Magister morality is a tangled thing, Ethanus had said. For the first time she understood what he had meant.
As night’s humid miasma settled upon the streets she felt the first pangs of hunger. For a moment she fumbled for her purse, out of habit. She still had the few precious coins she had carried with her as a child, back when she had fled the city to seek a better fate. Now . . . now they were little more than adornment, a weight in the purse that hung at her belt to make her look normal. A Magister needed no money.
She passed by a few of the Quarter’s taverns, waiting until she found one where the smell of beer and cooking spices was stronger than the reek of human sweat. It took a while. The places were small, usually on the first floor of narrow buildings, but she found one on a corner that had enough air coming in to at least mix up the smells, if not banish the fouler ones entirely.
(The forest had smelled sweet. So sweet. Especially after a rain, when you could hear the insects rustling under newly washed leaves in search of hidden drops to drink.)
There was a beggar at the door but she pushed past him without a second glance. She?
??d seen enough beggars in this city counting their coin after a good day’s take to know what fake wounds and feigned deformities were worth. She had pity for a child tied up in rags to engender sympathy, because usually his cuts and welts were real—parents didn’t mind cutting up the young ones, or even gouging out an eye occasionally, if it made their misery more profitable—but grown men made their own choices, and few of the beggars went hungry.
(And for a moment she remembered her brother, the scabs of the Green Plague broken open again and again by her mother until they scarred, because scars were worth money, and the rage welled up inside her, and the memories began to stir from that dark place where they lay hidden, like some deadly serpent coming forth from the shadows . . .)
“Here for dinner, lad? You’ve almost missed the serving.”
Startled, she looked up. Yes, the words had been addressed to her. In the shadows of the place the speaker could not see details of her person, and so had simply accepted the tale that her clothing told.
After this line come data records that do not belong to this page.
//! Recovery after the flush-after-switch race: migrate a legacy tree, let a
//! stale write clobber a per-project file, and verify the startup pass puts
//! the legacy snapshot back.

use std::sync::Arc;

use sceneweave_storage::{
    FileKvStore, KvStore, MigrationEngine, RecoveryEngine, StoreSnapshot,
};
use serde_json::json;
use tempfile::TempDir;

fn fixture() -> (TempDir, Arc<dyn KvStore>) {
    let dir = TempDir::new().unwrap();
    let kv: Arc<dyn KvStore> = Arc::new(FileKvStore::new(dir.path().join("projects")));
    (dir, kv)
}

async fn seed(kv: &Arc<dyn KvStore>, key: &str, state: serde_json::Value, version: u64) {
    let snapshot = StoreSnapshot::new(state, version);
    kv.set_item(key, &snapshot.to_json().unwrap()).await.unwrap();
}

async fn read(kv: &Arc<dyn KvStore>, key: &str) -> StoreSnapshot {
    StoreSnapshot::from_json(&kv.get_item(key).await.unwrap().unwrap()).unwrap()
}

#[tokio::test]
async fn test_race_clobbered_file_is_restored_from_legacy() {
    let (_dir, kv) = fixture();
    seed(
        &kv,
        "projects",
        json!({"projects": [{"id": "p1"}, {"id": "p2"}], "activeProjectId": "p1"}),
        1,
    )
    .await;
    seed(
        &kv,
        "director",
        json!({
            "p1": {"shots": [{"id": "sh1"}, {"id": "sh2"}]},
            "p2": {"shots": [{"id": "sh9"}]},
        }),
        2,
    )
    .await;

    MigrationEngine::new(kv.clone()).migrate().await.unwrap();

    // The race: a default state flushed over p1's file after a project switch.
    seed(&kv, "_p/p1/director", json!({"shots": []}), 3).await;

    let summary = RecoveryEngine::new(kv.clone()).recover().await.unwrap();

    assert!(summary.performed);
    assert_eq!(summary.restored.len(), 1);
    let p1 = read(&kv, "_p/p1/director").await;
    assert_eq!(p1.state["shots"].as_array().unwrap().len(), 2);
    // The untouched project keeps its migrated file.
    let p2 = read(&kv, "_p/p2/director").await;
    assert_eq!(p2.state["shots"].as_array().unwrap().len(), 1);
}

#[tokio::test]
async fn test_recovery_is_monotone_and_idempotent() {
    let (_dir, kv) = fixture();
    seed(&kv, "projects", json!({"projects": [{"id": "p1"}], "activeProjectId": "p1"}), 1).await;
    seed(&kv, "script", json!({"p1": {"screenplay": "INT. DINER"}}), 1).await;

    MigrationEngine::new(kv.clone()).migrate().await.unwrap();
    kv.remove_item("_p/p1/script").await.unwrap();

    let first = RecoveryEngine::new(kv.clone()).recover().await.unwrap();
    assert_eq!(first.restored.len(), 1);
    let restored = kv.get_item("_p/p1/script").await.unwrap().unwrap();

    // A second pass finds the file rich and changes nothing.
    let second = RecoveryEngine::new(kv.clone()).recover().await.unwrap();
    assert!(second.restored.is_empty());
    assert_eq!(kv.get_item("_p/p1/script").await.unwrap().unwrap(), restored);
}

#[tokio::test]
async fn test_newer_rich_data_is_never_rolled_back() {
    let (_dir, kv) = fixture();
    seed(&kv, "projects", json!({"projects": [{"id": "p1"}], "activeProjectId": "p1"}), 1).await;
    seed(&kv, "breakdown", json!({"p1": {"scenes": [{"id": "legacy"}]}}), 1).await;

    MigrationEngine::new(kv.clone()).migrate().await.unwrap();

    // The user kept working after migration; the current file is richer and
    // different from the legacy snapshot.
    seed(
        &kv,
        "_p/p1/breakdown",
        json!({"scenes": [{"id": "new-1"}, {"id": "new-2"}, {"id": "new-3"}]}),
        6,
    )
    .await;

    RecoveryEngine::new(kv.clone()).recover().await.unwrap();

    let current = read(&kv, "_p/p1/breakdown").await;
    assert_eq!(current.state["scenes"].as_array().unwrap().len(), 3);
    assert_eq!(current.version, 6);
}

#[tokio::test]
async fn test_flat_stores_have_no_recovery_path() {
    let (_dir, kv) = fixture();
    seed(&kv, "projects", json!({"projects": [{"id": "p1"}], "activeProjectId": "p1"}), 1).await;
    seed(
        &kv,
        "scenes",
        json!({"scenes": [{"id": "s1", "projectId": "p1"}]}),
        1,
    )
    .await;

    MigrationEngine::new(kv.clone()).migrate().await.unwrap();
    kv.remove_item("_p/p1/scenes").await.unwrap();

    let summary = RecoveryEngine::new(kv.clone()).recover().await.unwrap();

    assert!(summary.restored.is_empty());
    assert!(!kv.exists("_p/p1/scenes").await.unwrap());
}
“Yes, er . . . thank you.” She coughed, wondering if they took her for a young enough “lad” that her voice would pass muster, or if she should disguise it. The sudden thrill of the subterfuge made her toes curl. “I’ll take what you’ve got.” She jingled her purse, to make sure the man understood she could afford the meal. As if money mattered.
The place was dark and dusty and filled mostly with men ending a day’s labor—or avoiding one. Their hands were stained with grit and their nails were black and Ethanus would have never received them in that state. A slight smile quirked her lips at that thought, remembering her own unwashed condition as a child. Most residents of Gansang believed that washing too often would do them harm. Given that the Quarter had been built out over what was once a salt marsh, and was known for the sluggish channels of brackish water that coursed through it, that might well be an accurate assessment.
She took a table in the far corner where the shadows gathered and sat with her back to the wall. A few minutes later a wooden plate and tankard were brought to her. The latter had something brown in it with froth on the top. The plate held a greasy meat pie, with far more onions and garlic than meat. She pulled out a coin from her bag and held it for a moment, winding the power around it until she was satisfied it felt right, then offered it. She watched, breath held, as he took it up and studied it in the dim light, then nodded and offered her change. She also watched as he put it into his own deep pocket, where other coins jingled. Good. By the time the enchantment wore off and its true denomination was apparent, it would be mixed in with all the others.